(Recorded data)

★ ★ ★

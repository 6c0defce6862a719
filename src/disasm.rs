//! Decoding of linked images back into instructions, and a textual listing.
use std::fmt;

use itertools::Itertools;
use thiserror::Error;

use crate::bytecode::{to_s12, BinaryOp, Opcode, UnaryOp, WHEN_FLAG};

#[derive(Error, Debug, Clone, PartialEq, Eq)]
pub enum DisasmError {
    #[error("bad event table")]
    BadEventTable,
    #[error("unknown instruction {word:#06x} at {addr}")]
    UnknownInstruction { addr: usize, word: u16 },
    #[error("instruction at {addr} is cut short")]
    Truncated { addr: usize },
}

#[derive(Debug, Clone, Copy, PartialEq, Eq)]
pub enum Instr {
    Stop,
    PushSmall(i16),
    Push(i16),
    Load(u16),
    Store(u16),
    LoadIndirect { addr: u16, size: u16 },
    StoreIndirect { addr: u16, size: u16 },
    Unary(UnaryOp),
    Binary(BinaryOp),
    Jump(i16),
    /// Taken when `op` does not hold
    Branch { op: BinaryOp, when: bool, offset: i16 },
    Emit { id: u16, addr: u16, size: u16 },
    CallNative(u16),
    CallSub(u16),
    Return,
}

#[derive(Debug, Clone, Copy, PartialEq, Eq)]
pub struct Instruction {
    pub addr: usize,
    pub instr: Instr,
}

impl Instruction {
    pub fn len(&self) -> usize {
        match self.instr {
            Instr::Push(_)
            | Instr::LoadIndirect { .. }
            | Instr::StoreIndirect { .. }
            | Instr::Branch { .. } => 2,
            Instr::Emit { .. } => 3,
            _ => 1,
        }
    }
    fn target(&self, offset: i16) -> i64 {
        self.addr as i64 + i64::from(offset)
    }
}

impl fmt::Display for Instruction {
    fn fmt(&self, f: &mut fmt::Formatter) -> fmt::Result {
        match self.instr {
            Instr::Stop => f.write_str("stop"),
            Instr::PushSmall(n) => write!(f, "push.s {}", n),
            Instr::Push(n) => write!(f, "push {}", n),
            Instr::Load(addr) => write!(f, "load {}", addr),
            Instr::Store(addr) => write!(f, "store {}", addr),
            Instr::LoadIndirect { addr, size } => write!(f, "load.ind {} size={}", addr, size),
            Instr::StoreIndirect { addr, size } => write!(f, "store.ind {} size={}", addr, size),
            Instr::Unary(op) => f.write_str(op.mnemonic()),
            Instr::Binary(op) => f.write_str(op.mnemonic()),
            Instr::Jump(offset) => write!(f, "jump {}", self.target(offset)),
            Instr::Branch { op, when, offset } => write!(
                f,
                "jump.if.not {} {}{}",
                op,
                self.target(offset),
                if when { " (edge)" } else { "" }
            ),
            Instr::Emit { id, addr, size } => write!(f, "emit {} addr={} size={}", id, addr, size),
            Instr::CallNative(id) => write!(f, "callnat {}", id),
            Instr::CallSub(addr) => write!(f, "callsub {}", addr),
            Instr::Return => f.write_str("ret"),
        }
    }
}

/// `(event id, address)` pairs of the image header.
pub fn event_table(image: &[u16]) -> Result<Vec<(u16, usize)>, DisasmError> {
    let len = usize::from(*image.first().ok_or(DisasmError::BadEventTable)?);
    if len % 2 == 0 || len > image.len() {
        return Err(DisasmError::BadEventTable);
    }
    image[1..len]
        .chunks(2)
        .map(|pair| match *pair {
            [id, addr] if usize::from(addr) >= len && usize::from(addr) < image.len() => {
                Ok((id, usize::from(addr)))
            }
            _ => Err(DisasmError::BadEventTable),
        })
        .collect()
}

fn decode(image: &[u16], addr: usize) -> Result<Instruction, DisasmError> {
    let word = image[addr];
    let unknown = DisasmError::UnknownInstruction { addr, word };
    let opcode = Opcode::from_word(word).ok_or_else(|| unknown.clone())?;
    let extra = |k: usize| {
        image
            .get(addr + k)
            .copied()
            .ok_or(DisasmError::Truncated { addr })
    };
    let arg = word & 0xfff;
    let instr = match opcode {
        Opcode::Stop => Instr::Stop,
        Opcode::SmallImmediate => Instr::PushSmall(to_s12(word)),
        Opcode::LargeImmediate => Instr::Push(extra(1)? as i16),
        Opcode::Load => Instr::Load(arg),
        Opcode::Store => Instr::Store(arg),
        Opcode::LoadIndirect => Instr::LoadIndirect {
            addr: arg,
            size: extra(1)?,
        },
        Opcode::StoreIndirect => Instr::StoreIndirect {
            addr: arg,
            size: extra(1)?,
        },
        Opcode::Unary => Instr::Unary(UnaryOp::from_code(arg).ok_or(unknown)?),
        Opcode::Binary => Instr::Binary(BinaryOp::from_code(arg).ok_or(unknown)?),
        Opcode::Jump => Instr::Jump(to_s12(word)),
        Opcode::ConditionalBranch => Instr::Branch {
            op: BinaryOp::from_code(arg & 0xff)
                .filter(|op| op.is_comparison())
                .ok_or(unknown)?,
            when: arg & WHEN_FLAG != 0,
            offset: extra(1)? as i16,
        },
        Opcode::Emit => Instr::Emit {
            id: arg,
            addr: extra(1)?,
            size: extra(2)?,
        },
        Opcode::NativeCall => Instr::CallNative(arg),
        Opcode::SubCall => Instr::CallSub(arg),
        Opcode::Return => Instr::Return,
    };
    Ok(Instruction { addr, instr })
}

/// Decodes the code following the event table.
pub fn disassemble(image: &[u16]) -> Result<Vec<Instruction>, DisasmError> {
    event_table(image)?;
    let mut addr = usize::from(image[0]);
    let mut out = Vec::new();
    while addr < image.len() {
        let instruction = decode(image, addr)?;
        addr += instruction.len();
        out.push(instruction);
    }
    Ok(out)
}

/// Human-readable listing with a label in front of each event handler.
pub fn listing(image: &[u16]) -> Result<String, DisasmError> {
    let events = event_table(image)?;
    let mut lines = disassemble(image)?.into_iter().map(|instruction| {
        let labels = events
            .iter()
            .filter(|&&(_, addr)| addr == instruction.addr)
            .map(|(id, _)| format!("onevent_{:04x}:\n", id))
            .join("");
        format!("{}{:5}: {}", labels, instruction.addr, instruction)
    });
    Ok(lines.join("\n"))
}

★ ★ ★

ABOUT THIS EXERCISE:
The data must be printed verbatim, line by line.

SOLUTION FOR THIS EXERCISE:
repository 6c0defce6862a719
filename src/disasm.rs
//! Decoding of linked images back into instructions, and a textual listing.
use std::fmt;

use itertools::Itertools;
use thiserror::Error;

use crate::bytecode::{to_s12, BinaryOp, Opcode, UnaryOp, WHEN_FLAG};

#[derive(Error, Debug, Clone, PartialEq, Eq)]
pub enum DisasmError {
    #[error("bad event table")]
    BadEventTable,
    #[error("unknown instruction {word:#06x} at {addr}")]
    UnknownInstruction { addr: usize, word: u16 },
    #[error("instruction at {addr} is cut short")]
    Truncated { addr: usize },
}

#[derive(Debug, Clone, Copy, PartialEq, Eq)]
pub enum Instr {
    Stop,
    PushSmall(i16),
    Push(i16),
    Load(u16),
    Store(u16),
    LoadIndirect { addr: u16, size: u16 },
    StoreIndirect { addr: u16, size: u16 },
    Unary(UnaryOp),
    Binary(BinaryOp),
    Jump(i16),
    /// Taken when `op` does not hold
    Branch { op: BinaryOp, when: bool, offset: i16 },
    Emit { id: u16, addr: u16, size: u16 },
    CallNative(u16),
    CallSub(u16),
    Return,
}

#[derive(Debug, Clone, Copy, PartialEq, Eq)]
pub struct Instruction {
    pub addr: usize,
    pub instr: Instr,
}

impl Instruction {
    pub fn len(&self) -> usize {
        match self.instr {
            Instr::Push(_)
            | Instr::LoadIndirect { .. }
            | Instr::StoreIndirect { .. }
            | Instr::Branch { .. } => 2,
            Instr::Emit { .. } => 3,
            _ => 1,
        }
    }
    fn target(&self, offset: i16) -> i64 {
        self.addr as i64 + i64::from(offset)
    }
}

impl fmt::Display for Instruction {
    fn fmt(&self, f: &mut fmt::Formatter) -> fmt::Result {
        match self.instr {
            Instr::Stop => f.write_str("stop"),
            Instr::PushSmall(n) => write!(f, "push.s {}", n),
            Instr::Push(n) => write!(f, "push {}", n),
            Instr::Load(addr) => write!(f, "load {}", addr),
            Instr::Store(addr) => write!(f, "store {}", addr),
            Instr::LoadIndirect { addr, size } => write!(f, "load.ind {} size={}", addr, size),
            Instr::StoreIndirect { addr, size } => write!(f, "store.ind {} size={}", addr, size),
            Instr::Unary(op) => f.write_str(op.mnemonic()),
            Instr::Binary(op) => f.write_str(op.mnemonic()),
            Instr::Jump(offset) => write!(f, "jump {}", self.target(offset)),
            Instr::Branch { op, when, offset } => write!(
                f,
                "jump.if.not {} {}{}",
                op,
                self.target(offset),
                if when { " (edge)" } else { "" }
            ),
            Instr::Emit { id, addr, size } => write!(f, "emit {} addr={} size={}", id, addr, size),
            Instr::CallNative(id) => write!(f, "callnat {}", id),
            Instr::CallSub(addr) => write!(f, "callsub {}", addr),
            Instr::Return => f.write_str("ret"),
        }
    }
}

/// `(event id, address)` pairs of the image header.
pub fn event_table(image: &[u16]) -> Result<Vec<(u16, usize)>, DisasmError> {
    let len = usize::from(*image.first().ok_or(DisasmError::BadEventTable)?);
    if len % 2 == 0 || len > image.len() {
        return Err(DisasmError::BadEventTable);
    }
    image[1..len]
        .chunks(2)
        .map(|pair| match *pair {
            [id, addr] if usize::from(addr) >= len && usize::from(addr) < image.len() => {
                Ok((id, usize::from(addr)))
            }
            _ => Err(DisasmError::BadEventTable),
        })
        .collect()
}

fn decode(image: &[u16], addr: usize) -> Result<Instruction, DisasmError> {
    let word = image[addr];
    let unknown = DisasmError::UnknownInstruction { addr, word };
    let opcode = Opcode::from_word(word).ok_or_else(|| unknown.clone())?;
    let extra = |k: usize| {
        image
            .get(addr + k)
            .copied()
            .ok_or(DisasmError::Truncated { addr })
    };
    let arg = word & 0xfff;
    let instr = match opcode {
        Opcode::Stop => Instr::Stop,
        Opcode::SmallImmediate => Instr::PushSmall(to_s12(word)),
        Opcode::LargeImmediate => Instr::Push(extra(1)? as i16),
        Opcode::Load => Instr::Load(arg),
        Opcode::Store => Instr::Store(arg),
        Opcode::LoadIndirect => Instr::LoadIndirect {
            addr: arg,
            size: extra(1)?,
        },
        Opcode::StoreIndirect => Instr::StoreIndirect {
            addr: arg,
            size: extra(1)?,
        },
        Opcode::Unary => Instr::Unary(UnaryOp::from_code(arg).ok_or(unknown)?),
        Opcode::Binary => Instr::Binary(BinaryOp::from_code(arg).ok_or(unknown)?),
        Opcode::Jump => Instr::Jump(to_s12(word)),
        Opcode::ConditionalBranch => Instr::Branch {
            op: BinaryOp::from_code(arg & 0xff)
                .filter(|op| op.is_comparison())
                .ok_or(unknown)?,
            when: arg & WHEN_FLAG != 0,
            offset: extra(1)? as i16,
        },
        Opcode::Emit => Instr::Emit {
            id: arg,
            addr: extra(1)?,
            size: extra(2)?,
        },
        Opcode::NativeCall => Instr::CallNative(arg),
        Opcode::SubCall => Instr::CallSub(arg),
        Opcode::Return => Instr::Return,
    };
    Ok(Instruction { addr, instr })
}

/// Decodes the code following the event table.
pub fn disassemble(image: &[u16]) -> Result<Vec<Instruction>, DisasmError> {
    event_table(image)?;
    let mut addr = usize::from(image[0]);
    let mut out = Vec::new();
    while addr < image.len() {
        let instruction = decode(image, addr)?;
        addr += instruction.len();
        out.push(instruction);
    }
    Ok(out)
}

/// Human-readable listing with a label in front of each event handler.
pub fn listing(image: &[u16]) -> Result<String, DisasmError> {
    let events = event_table(image)?;
    let mut lines = disassemble(image)?.into_iter().map(|instruction| {
        let labels = events
            .iter()
            .filter(|&&(_, addr)| addr == instruction.addr)
            .map(|(id, _)| format!("onevent_{:04x}:\n", id))
            .join("");
        format!("{}{:5}: {}", labels, instruction.addr, instruction)
    });
    Ok(lines.join("\n"))
}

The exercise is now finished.